Exercise brief: Give the entries again, exactly as written.

Given entries:
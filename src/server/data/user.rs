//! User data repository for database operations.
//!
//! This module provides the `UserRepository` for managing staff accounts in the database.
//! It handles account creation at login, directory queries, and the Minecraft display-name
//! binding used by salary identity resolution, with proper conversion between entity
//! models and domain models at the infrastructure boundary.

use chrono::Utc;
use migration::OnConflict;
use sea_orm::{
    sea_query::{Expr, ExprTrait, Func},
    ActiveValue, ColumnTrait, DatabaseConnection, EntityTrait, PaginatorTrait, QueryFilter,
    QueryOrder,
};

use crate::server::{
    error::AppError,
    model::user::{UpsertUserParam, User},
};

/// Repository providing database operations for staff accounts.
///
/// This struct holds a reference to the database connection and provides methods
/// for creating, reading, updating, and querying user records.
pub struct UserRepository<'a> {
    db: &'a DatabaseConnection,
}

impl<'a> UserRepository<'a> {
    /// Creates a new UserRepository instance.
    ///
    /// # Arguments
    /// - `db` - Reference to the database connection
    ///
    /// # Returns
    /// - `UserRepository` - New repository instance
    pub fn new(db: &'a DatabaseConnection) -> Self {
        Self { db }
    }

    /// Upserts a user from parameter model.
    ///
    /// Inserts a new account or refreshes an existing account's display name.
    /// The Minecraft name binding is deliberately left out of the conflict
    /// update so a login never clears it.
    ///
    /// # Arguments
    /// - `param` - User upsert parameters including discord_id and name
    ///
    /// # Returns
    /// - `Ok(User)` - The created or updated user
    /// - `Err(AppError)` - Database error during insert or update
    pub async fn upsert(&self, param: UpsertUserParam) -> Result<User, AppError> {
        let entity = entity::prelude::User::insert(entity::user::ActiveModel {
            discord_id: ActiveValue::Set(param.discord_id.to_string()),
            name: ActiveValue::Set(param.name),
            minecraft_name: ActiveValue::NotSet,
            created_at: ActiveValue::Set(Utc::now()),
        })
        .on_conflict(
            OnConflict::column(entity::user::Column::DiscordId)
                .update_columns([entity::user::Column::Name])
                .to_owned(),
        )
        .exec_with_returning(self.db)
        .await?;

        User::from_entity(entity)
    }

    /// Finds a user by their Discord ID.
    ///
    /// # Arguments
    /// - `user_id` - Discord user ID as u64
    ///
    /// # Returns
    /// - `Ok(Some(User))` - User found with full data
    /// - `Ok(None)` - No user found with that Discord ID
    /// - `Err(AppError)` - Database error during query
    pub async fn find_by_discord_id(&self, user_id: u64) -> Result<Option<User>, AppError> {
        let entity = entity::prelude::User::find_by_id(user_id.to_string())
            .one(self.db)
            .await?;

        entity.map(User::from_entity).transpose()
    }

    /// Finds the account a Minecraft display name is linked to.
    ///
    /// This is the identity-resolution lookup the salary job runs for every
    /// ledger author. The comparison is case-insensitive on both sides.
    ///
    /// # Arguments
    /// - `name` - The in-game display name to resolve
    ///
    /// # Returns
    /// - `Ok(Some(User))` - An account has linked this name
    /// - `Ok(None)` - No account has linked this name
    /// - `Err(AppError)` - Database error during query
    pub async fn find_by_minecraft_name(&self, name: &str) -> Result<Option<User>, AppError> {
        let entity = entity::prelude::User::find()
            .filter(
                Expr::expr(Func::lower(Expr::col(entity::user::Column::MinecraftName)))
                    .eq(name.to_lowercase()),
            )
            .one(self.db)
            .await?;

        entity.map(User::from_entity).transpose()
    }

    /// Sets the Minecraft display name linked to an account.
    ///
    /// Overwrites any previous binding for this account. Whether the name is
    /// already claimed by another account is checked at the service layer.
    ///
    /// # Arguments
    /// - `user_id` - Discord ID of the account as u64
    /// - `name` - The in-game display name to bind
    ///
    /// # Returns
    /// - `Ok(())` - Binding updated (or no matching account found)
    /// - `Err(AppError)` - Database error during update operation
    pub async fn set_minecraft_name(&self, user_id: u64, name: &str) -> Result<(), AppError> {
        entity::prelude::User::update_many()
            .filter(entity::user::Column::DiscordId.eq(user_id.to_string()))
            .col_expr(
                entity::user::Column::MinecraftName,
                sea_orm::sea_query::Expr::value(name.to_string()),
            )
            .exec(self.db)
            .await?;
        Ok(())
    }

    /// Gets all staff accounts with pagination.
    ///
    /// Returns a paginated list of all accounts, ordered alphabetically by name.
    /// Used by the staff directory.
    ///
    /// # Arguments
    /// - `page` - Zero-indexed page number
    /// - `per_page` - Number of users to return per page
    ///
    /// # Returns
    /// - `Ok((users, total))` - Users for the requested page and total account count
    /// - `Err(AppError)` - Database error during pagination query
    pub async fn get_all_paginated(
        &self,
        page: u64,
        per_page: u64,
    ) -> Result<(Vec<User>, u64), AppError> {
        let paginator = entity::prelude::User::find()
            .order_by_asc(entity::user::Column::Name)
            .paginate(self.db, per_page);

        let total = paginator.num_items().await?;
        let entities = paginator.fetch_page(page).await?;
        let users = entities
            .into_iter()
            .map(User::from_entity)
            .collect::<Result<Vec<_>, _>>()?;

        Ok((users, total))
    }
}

Completed task:
filename src/server/data/user.rs
//! User data repository for database operations.
//!
//! This module provides the `UserRepository` for managing staff accounts in the database.
//! It handles account creation at login, directory queries, and the Minecraft display-name
//! binding used by salary identity resolution, with proper conversion between entity
//! models and domain models at the infrastructure boundary.

use chrono::Utc;
use migration::OnConflict;
use sea_orm::{
    sea_query::{Expr, ExprTrait, Func},
    ActiveValue, ColumnTrait, DatabaseConnection, EntityTrait, PaginatorTrait, QueryFilter,
    QueryOrder,
};

use crate::server::{
    error::AppError,
    model::user::{UpsertUserParam, User},
};

/// Repository providing database operations for staff accounts.
///
/// This struct holds a reference to the database connection and provides methods
/// for creating, reading, updating, and querying user records.
pub struct UserRepository<'a> {
    db: &'a DatabaseConnection,
}

impl<'a> UserRepository<'a> {
    /// Creates a new UserRepository instance.
    ///
    /// # Arguments
    /// - `db` - Reference to the database connection
    ///
    /// # Returns
    /// - `UserRepository` - New repository instance
    pub fn new(db: &'a DatabaseConnection) -> Self {
        Self { db }
    }

    /// Upserts a user from parameter model.
    ///
    /// Inserts a new account or refreshes an existing account's display name.
    /// The Minecraft name binding is deliberately left out of the conflict
    /// update so a login never clears it.
    ///
    /// # Arguments
    /// - `param` - User upsert parameters including discord_id and name
    ///
    /// # Returns
    /// - `Ok(User)` - The created or updated user
    /// - `Err(AppError)` - Database error during insert or update
    pub async fn upsert(&self, param: UpsertUserParam) -> Result<User, AppError> {
        let entity = entity::prelude::User::insert(entity::user::ActiveModel {
            discord_id: ActiveValue::Set(param.discord_id.to_string()),
            name: ActiveValue::Set(param.name),
            minecraft_name: ActiveValue::NotSet,
            created_at: ActiveValue::Set(Utc::now()),
        })
        .on_conflict(
            OnConflict::column(entity::user::Column::DiscordId)
                .update_columns([entity::user::Column::Name])
                .to_owned(),
        )
        .exec_with_returning(self.db)
        .await?;

        User::from_entity(entity)
    }

    /// Finds a user by their Discord ID.
    ///
    /// # Arguments
    /// - `user_id` - Discord user ID as u64
    ///
    /// # Returns
    /// - `Ok(Some(User))` - User found with full data
    /// - `Ok(None)` - No user found with that Discord ID
    /// - `Err(AppError)` - Database error during query
    pub async fn find_by_discord_id(&self, user_id: u64) -> Result<Option<User>, AppError> {
        let entity = entity::prelude::User::find_by_id(user_id.to_string())
            .one(self.db)
            .await?;

        entity.map(User::from_entity).transpose()
    }

    /// Finds the account a Minecraft display name is linked to.
    ///
    /// This is the identity-resolution lookup the salary job runs for every
    /// ledger author. The comparison is case-insensitive on both sides.
    ///
    /// # Arguments
    /// - `name` - The in-game display name to resolve
    ///
    /// # Returns
    /// - `Ok(Some(User))` - An account has linked this name
    /// - `Ok(None)` - No account has linked this name
    /// - `Err(AppError)` - Database error during query
    pub async fn find_by_minecraft_name(&self, name: &str) -> Result<Option<User>, AppError> {
        let entity = entity::prelude::User::find()
            .filter(
                Expr::expr(Func::lower(Expr::col(entity::user::Column::MinecraftName)))
                    .eq(name.to_lowercase()),
            )
            .one(self.db)
            .await?;

        entity.map(User::from_entity).transpose()
    }

    /// Sets the Minecraft display name linked to an account.
    ///
    /// Overwrites any previous binding for this account. Whether the name is
    /// already claimed by another account is checked at the service layer.
    ///
    /// # Arguments
    /// - `user_id` - Discord ID of the account as u64
    /// - `name` - The in-game display name to bind
    ///
    /// # Returns
    /// - `Ok(())` - Binding updated (or no matching account found)
    /// - `Err(AppError)` - Database error during update operation
    pub async fn set_minecraft_name(&self, user_id: u64, name: &str) -> Result<(), AppError> {
        entity::prelude::User::update_many()
            .filter(entity::user::Column::DiscordId.eq(user_id.to_string()))
            .col_expr(
                entity::user::Column::MinecraftName,
                sea_orm::sea_query::Expr::value(name.to_string()),
            )
            .exec(self.db)
            .await?;
        Ok(())
    }

    /// Gets all staff accounts with pagination.
    ///
    /// Returns a paginated list of all accounts, ordered alphabetically by name.
    /// Used by the staff directory.
    ///
    /// # Arguments
    /// - `page` - Zero-indexed page number
    /// - `per_page` - Number of users to return per page
    ///
    /// # Returns
    /// - `Ok((users, total))` - Users for the requested page and total account count
    /// - `Err(AppError)` - Database error during pagination query
    pub async fn get_all_paginated(
        &self,
        page: u64,
        per_page: u64,
    ) -> Result<(Vec<User>, u64), AppError> {
        let paginator = entity::prelude::User::find()
            .order_by_asc(entity::user::Column::Name)
            .paginate(self.db, per_page);

        let total = paginator.num_items().await?;
        let entities = paginator.fetch_page(page).await?;
        let users = entities
            .into_iter()
            .map(User::from_entity)
            .collect::<Result<Vec<_>, _>>()?;

        Ok((users, total))
    }
}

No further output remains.